[Collected data entries]
* * * * * * * * *

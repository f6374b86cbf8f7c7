//! State Store (spec §2 component J, §4.9): persists `PlanState` as one
//! JSON file per tool under `.state/install_plans/`, with atomic
//! tmp-then-rename writes, sensitive-field redaction before the bytes hit
//! disk, and resume semantics that demote any step left `running` from an
//! unclean shutdown back to `pending`.

use std::path::{Path, PathBuf};

use installer_core::types::{PlanState, StepStatus};

const REDACTED: &str = "***REDACTED***";
const SENSITIVE_KEY_MARKERS: &[&str] = &["password", "token", "secret", "credential", "apikey", "api_key"];

fn looks_sensitive(key: &str) -> bool {
    let lower = key.to_ascii_lowercase();
    SENSITIVE_KEY_MARKERS.iter().any(|marker| lower.contains(marker))
}

/// Returns a copy of `state` with sensitive `env_overrides` values masked.
/// The in-memory `PlanState` the engine operates on is never mutated; only
/// the serialized-to-disk copy is redacted (spec §6 persisted state layout).
fn redact_for_disk(state: &PlanState) -> PlanState {
    let mut redacted = state.clone();
    for step in &mut redacted.plan.steps {
        for (key, value) in step.env_overrides.iter_mut() {
            if looks_sensitive(key) {
                *value = REDACTED.to_string();
            }
        }
    }
    for value in redacted.plan.inputs.values_mut() {
        if let Some(obj) = value.as_object_mut() {
            for (key, v) in obj.iter_mut() {
                if looks_sensitive(key) {
                    *v = serde_json::Value::String(REDACTED.to_string());
                }
            }
        }
    }
    redacted
}

pub struct StateStore {
    root: PathBuf,
}

impl StateStore {
    pub fn new(root: impl Into<PathBuf>) -> Self {
        Self { root: root.into() }
    }

    fn plans_dir(&self) -> PathBuf {
        self.root.join("install_plans")
    }

    fn archive_dir(&self) -> PathBuf {
        self.plans_dir().join("archive")
    }

    fn plan_path(&self, tool: &str) -> PathBuf {
        self.plans_dir().join(format!("{tool}.json"))
    }

    /// Writes `state` atomically: serialize to a `.tmp` sibling, then
    /// rename over the final path, so a crash mid-write never leaves a
    /// truncated state file (spec §4.9).
    pub fn save(&self, state: &PlanState) -> anyhow::Result<()> {
        std::fs::create_dir_all(self.plans_dir())?;
        let path = self.plan_path(&state.plan.tool);
        let tmp_path = path.with_extension("json.tmp");
        let redacted = redact_for_disk(state);
        let body = serde_json::to_string_pretty(&redacted)?;
        std::fs::write(&tmp_path, body)?;
        std::fs::rename(&tmp_path, &path)?;
        Ok(())
    }

    /// Loads a tool's persisted state, if any. Any step still marked
    /// `running` is demoted to `pending` (spec §4.9 resume semantics: a
    /// running step at the time of an unclean shutdown cannot be assumed
    /// complete, so it is re-run rather than trusted).
    pub fn load(&self, tool: &str) -> anyhow::Result<Option<PlanState>> {
        let path = self.plan_path(tool);
        if !path.exists() {
            return Ok(None);
        }
        let body = std::fs::read_to_string(&path)?;
        let mut state: PlanState = serde_json::from_str(&body)?;
        let mut demoted_any = false;
        for result in &mut state.results {
            if result.status == StepStatus::Running {
                result.status = StepStatus::Pending;
                demoted_any = true;
            }
        }
        if demoted_any {
            state.interruption_reason = Some("resumed after an unclean shutdown".to_string());
        }
        Ok(Some(state))
    }

    /// Lists tool ids with a pending (non-archived) state file.
    pub fn list_pending(&self) -> anyhow::Result<Vec<String>> {
        let dir = self.plans_dir();
        if !dir.exists() {
            return Ok(vec![]);
        }
        let mut tools = Vec::new();
        for entry in std::fs::read_dir(&dir)? {
            let entry = entry?;
            if !entry.file_type()?.is_file() {
                continue;
            }
            let path = entry.path();
            if path.extension().and_then(|e| e.to_str()) == Some("json") {
                if let Some(stem) = path.file_stem().and_then(|s| s.to_str()) {
                    tools.push(stem.to_string());
                }
            }
        }
        tools.sort();
        Ok(tools)
    }

    /// Moves a tool's state file into `archive/<tool>-<timestamp>.json` and
    /// removes it from the pending set (spec §6).
    pub fn archive(&self, tool: &str, timestamp: chrono::DateTime<chrono::Utc>) -> anyhow::Result<PathBuf> {
        let path = self.plan_path(tool);
        std::fs::create_dir_all(self.archive_dir())?;
        let archived_path = self
            .archive_dir()
            .join(format!("{tool}-{}.json", timestamp.format("%Y%m%dT%H%M%SZ")));
        std::fs::rename(&path, &archived_path)?;
        Ok(archived_path)
    }

    pub fn plans_root(&self) -> &Path {
        &self.root
    }
}

#[cfg(test)]
mod tests {
    use super::*;
    use installer_core::types::*;

    fn sample_state(tool: &str) -> PlanState {
        let plan = Plan {
            plan_id: uuid::Uuid::new_v4(),
            tool: tool.to_string(),
            created_at: chrono::Utc::now(),
            steps: vec![Step {
                id: "s1".to_string(),
                kind: StepType::Tool,
                label: "install".to_string(),
                command: Some("true".to_string()),
                args: vec![],
                shell: true,
                cwd: None,
                env_overrides: std::collections::HashMap::from([(
                    "REGISTRY_PASSWORD".to_string(),
                    "hunter2".to_string(),
                )]),
                needs_sudo: false,
                timeout_sec: 5,
                depends_on: vec![],
                retry: None,
                risk: Risk::Low,
                estimated_time_sec: None,
                artifacts: vec![],
                stream: false,
                pm_lock: None,
                restart_hint: None,
                batchable: false,
            }],
            risk_summary: Risk::Low,
            risk_escalation: None,
            confirmation_gate: ConfirmationGate::None,
            warning: None,
            restart: RestartSummary::default(),
            answers: ChoiceBinding::new(),
            inputs: InputBinding::new(),
        };
        PlanState::new_queued(plan)
    }

    #[test]
    fn save_then_load_round_trips() {
        let dir = tempfile::tempdir().unwrap();
        let store = StateStore::new(dir.path());
        let state = sample_state("docker");
        store.save(&state).unwrap();
        let loaded = store.load("docker").unwrap().unwrap();
        assert_eq!(loaded.plan.tool, "docker");
        assert_eq!(loaded.results.len(), 1);
    }

    #[test]
    fn save_redacts_sensitive_env_values_on_disk() {
        let dir = tempfile::tempdir().unwrap();
        let store = StateStore::new(dir.path());
        store.save(&sample_state("docker")).unwrap();
        let raw = std::fs::read_to_string(dir.path().join("install_plans/docker.json")).unwrap();
        assert!(!raw.contains("hunter2"));
        assert!(raw.contains("REDACTED"));
    }

    #[test]
    fn load_demotes_running_steps_to_pending() {
        let dir = tempfile::tempdir().unwrap();
        let store = StateStore::new(dir.path());
        let mut state = sample_state("docker");
        state.results[0].status = StepStatus::Running;
        store.save(&state).unwrap();

        let loaded = store.load("docker").unwrap().unwrap();
        assert_eq!(loaded.results[0].status, StepStatus::Pending);
        assert!(loaded.interruption_reason.is_some());
    }

    #[test]
    fn list_pending_excludes_archived() {
        let dir = tempfile::tempdir().unwrap();
        let store = StateStore::new(dir.path());
        store.save(&sample_state("docker")).unwrap();
        store.save(&sample_state("kubectl")).unwrap();
        assert_eq!(store.list_pending().unwrap(), vec!["docker".to_string(), "kubectl".to_string()]);

        store.archive("docker", chrono::Utc::now()).unwrap();
        assert_eq!(store.list_pending().unwrap(), vec!["kubectl".to_string()]);
    }

    #[test]
    fn load_missing_tool_returns_none() {
        let dir = tempfile::tempdir().unwrap();
        let store = StateStore::new(dir.path());
        assert!(store.load("nope").unwrap().is_none());
    }
}
//! Condition Evaluator (spec §2 component C, §4.2): a small predicate DSL
//! evaluated against a `SystemProfile`, used by `Recipe::requires`,
//! `ChoiceOption::requires`, and `ConfigTemplate::condition`.
//!
//! A condition is JSON: either a combinator (`and`/`or`/`not`) or a map of
//! dotted profile paths to predicates. A bare value under a path means
//! equality; `{"op": value}` selects one of `eq|ne|gt|gte|lt|lte|in|regex|
//! semver_gte|semver_in_range`. A path that doesn't resolve in the profile
//! evaluates to `false` rather than erroring (spec §4.2).

pub mod version;

use regex::Regex;
use serde_json::Value;

/// Walks a dotted path (`"hardware.ram_total_mb"`) through a JSON value.
/// Missing segments yield `None`, which the evaluator treats as `false`.
fn resolve_path<'a>(root: &'a Value, path: &str) -> Option<&'a Value> {
    let mut current = root;
    for segment in path.split('.') {
        current = current.get(segment)?;
    }
    Some(current)
}

fn as_f64(value: &Value) -> Option<f64> {
    value.as_f64()
}

fn as_str(value: &Value) -> Option<&str> {
    value.as_str()
}

fn eval_predicate(actual: &Value, op: &str, expected: &Value) -> bool {
    match op {
        "eq" => actual == expected,
        "ne" => actual != expected,
        "gt" => matches!((as_f64(actual), as_f64(expected)), (Some(a), Some(b)) if a > b),
        "gte" => matches!((as_f64(actual), as_f64(expected)), (Some(a), Some(b)) if a >= b),
        "lt" => matches!((as_f64(actual), as_f64(expected)), (Some(a), Some(b)) if a < b),
        "lte" => matches!((as_f64(actual), as_f64(expected)), (Some(a), Some(b)) if a <= b),
        "in" => expected
            .as_array()
            .map(|arr| arr.iter().any(|v| v == actual))
            .unwrap_or(false),
        "regex" => match (as_str(actual), as_str(expected)) {
            (Some(a), Some(pattern)) => Regex::new(pattern).map(|re| re.is_match(a)).unwrap_or(false),
            _ => false,
        },
        "semver_gte" => match (as_str(actual), as_str(expected)) {
            (Some(a), Some(floor)) => version::gte(a, floor),
            _ => false,
        },
        "semver_in_range" => match (as_str(actual), expected.as_array()) {
            (Some(a), Some(bounds)) if bounds.len() == 2 => {
                match (as_str(&bounds[0]), as_str(&bounds[1])) {
                    (Some(lo), Some(hi)) => version::in_range(a, lo, hi),
                    _ => false,
                }
            }
            _ => false,
        },
        _ => false,
    }
}

fn eval_leaf(actual: Option<&Value>, predicate: &Value) -> bool {
    let Some(actual) = actual else { return false };
    match predicate {
        Value::Object(map) if map.len() == 1 => {
            let (op, expected) = map.iter().next().unwrap();
            eval_predicate(actual, op, expected)
        }
        other => actual == other,
    }
}

/// Evaluates a condition against a profile expressed as a JSON document
/// (the caller serializes `SystemProfile` once per resolution; see
/// `installer-core::types::SystemProfile`).
pub fn evaluate(condition: &Value, profile: &Value) -> bool {
    match condition {
        Value::Object(map) => {
            if let Some(and) = map.get("and").and_then(Value::as_array) {
                return and.iter().all(|c| evaluate(c, profile));
            }
            if let Some(or) = map.get("or").and_then(Value::as_array) {
                return or.iter().any(|c| evaluate(c, profile));
            }
            if let Some(not) = map.get("not") {
                return !evaluate(not, profile);
            }
            map.iter()
                .all(|(path, predicate)| eval_leaf(resolve_path(profile, path), predicate))
        }
        Value::Bool(b) => *b,
        Value::Null => true,
        _ => false,
    }
}
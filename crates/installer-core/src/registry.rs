//! Recipe Registry (spec §2 component A, §4.1): a read-only, validated
//! catalog of recipes keyed by `tool_id`.

use std::collections::{HashMap, HashSet};

use thiserror::Error;

use crate::error::InstallError;
use crate::types::Recipe;

/// Recipe schema invariants (spec §3 R1-R4), checked once at registry
/// construction so every downstream component can assume a valid recipe.
#[derive(Debug, Error, Clone, PartialEq)]
pub enum RecipeValidationError {
    #[error("recipe {tool_id}: duplicate tool_id in registry")]
    DuplicateToolId { tool_id: String },
    #[error("recipe {tool_id}: must declare at least one install method or build_from_source (R1)")]
    NoInstallPath { tool_id: String },
    #[error("recipe {tool_id}: verify command must be non-empty (R2)")]
    EmptyVerify { tool_id: String },
    #[error("recipe {tool_id}: duplicate choice id {choice_id} (R3)")]
    DuplicateChoiceId { tool_id: String, choice_id: String },
    #[error("recipe {tool_id}: duplicate input id {input_id} (R3)")]
    DuplicateInputId { tool_id: String, input_id: String },
    #[error("recipe {tool_id}: choice {choice_id} has no enabled default and no options (R4)")]
    ChoiceHasNoOptions { tool_id: String, choice_id: String },
    #[error("recipe {tool_id}: satisfies_self requires verify to reference the tool being resolved (R4)")]
    SelfSatisfactionWithoutVerify { tool_id: String },
}

impl From<RecipeValidationError> for InstallError {
    fn from(e: RecipeValidationError) -> Self {
        InstallError::UnknownTool {
            tool: e.to_string(),
        }
    }
}

/// The read-only recipe catalog, validated once at construction (spec §4.1:
/// "Recipe Registry performs no mutation and no network access; it is a
/// pure lookup table built once at startup").
#[derive(Debug, Clone)]
pub struct RecipeRegistry {
    recipes: HashMap<String, Recipe>,
}

impl RecipeRegistry {
    /// Builds and validates a registry from a list of recipes. Fails fast
    /// on the first invariant violation found, in recipe order.
    pub fn new(recipes: Vec<Recipe>) -> Result<Self, RecipeValidationError> {
        let mut map = HashMap::with_capacity(recipes.len());
        for recipe in recipes {
            if map.contains_key(&recipe.tool_id) {
                return Err(RecipeValidationError::DuplicateToolId {
                    tool_id: recipe.tool_id,
                });
            }
            Self::validate(&recipe)?;
            map.insert(recipe.tool_id.clone(), recipe);
        }
        Ok(Self { recipes: map })
    }

    fn validate(recipe: &Recipe) -> Result<(), RecipeValidationError> {
        if recipe.install.is_empty()
            && recipe.install_variants.is_empty()
            && recipe.build_from_source.is_none()
        {
            return Err(RecipeValidationError::NoInstallPath {
                tool_id: recipe.tool_id.clone(),
            });
        }
        if recipe.verify.trim().is_empty() {
            return Err(RecipeValidationError::EmptyVerify {
                tool_id: recipe.tool_id.clone(),
            });
        }

        let mut seen_choice_ids = HashSet::new();
        for choice in &recipe.choices {
            if !seen_choice_ids.insert(choice.id.clone()) {
                return Err(RecipeValidationError::DuplicateChoiceId {
                    tool_id: recipe.tool_id.clone(),
                    choice_id: choice.id.clone(),
                });
            }
            if choice.source == crate::types::ChoiceSource::Static && choice.options.is_empty() {
                return Err(RecipeValidationError::ChoiceHasNoOptions {
                    tool_id: recipe.tool_id.clone(),
                    choice_id: choice.id.clone(),
                });
            }
        }

        let mut seen_input_ids = HashSet::new();
        for input in &recipe.inputs {
            if !seen_input_ids.insert(input.id.clone()) {
                return Err(RecipeValidationError::DuplicateInputId {
                    tool_id: recipe.tool_id.clone(),
                    input_id: input.id.clone(),
                });
            }
        }

        if recipe.satisfies_self && recipe.verify.trim().is_empty() {
            return Err(RecipeValidationError::SelfSatisfactionWithoutVerify {
                tool_id: recipe.tool_id.clone(),
            });
        }

        Ok(())
    }

    pub fn recipe_of(&self, tool_id: &str) -> Option<&Recipe> {
        self.recipes.get(tool_id)
    }

    pub fn contains(&self, tool_id: &str) -> bool {
        self.recipes.contains_key(tool_id)
    }

    pub fn all_categories(&self) -> Vec<String> {
        let mut cats: Vec<String> = self
            .recipes
            .values()
            .map(|r| r.category.clone())
            .collect::<HashSet<_>>()
            .into_iter()
            .collect();
        cats.sort();
        cats
    }

    pub fn iter(&self) -> impl Iterator<Item = &Recipe> {
        self.recipes.values()
    }

    pub fn len(&self) -> usize {
        self.recipes.len()
    }

    pub fn is_empty(&self) -> bool {
        self.recipes.is_empty()
    }
}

* * * * * * * * *

### The task
Taking the records above, retype every line from the one with "Value::Object(map) if map.len()" down to the one with "a JSON document", exactly and with nothing else.

### Written reply
        Value::Object(map) if map.len() == 1 => {
            let (op, expected) = map.iter().next().unwrap();
            eval_predicate(actual, op, expected)
        }
        other => actual == other,
    }
}

/// Evaluates a condition against a profile expressed as a JSON document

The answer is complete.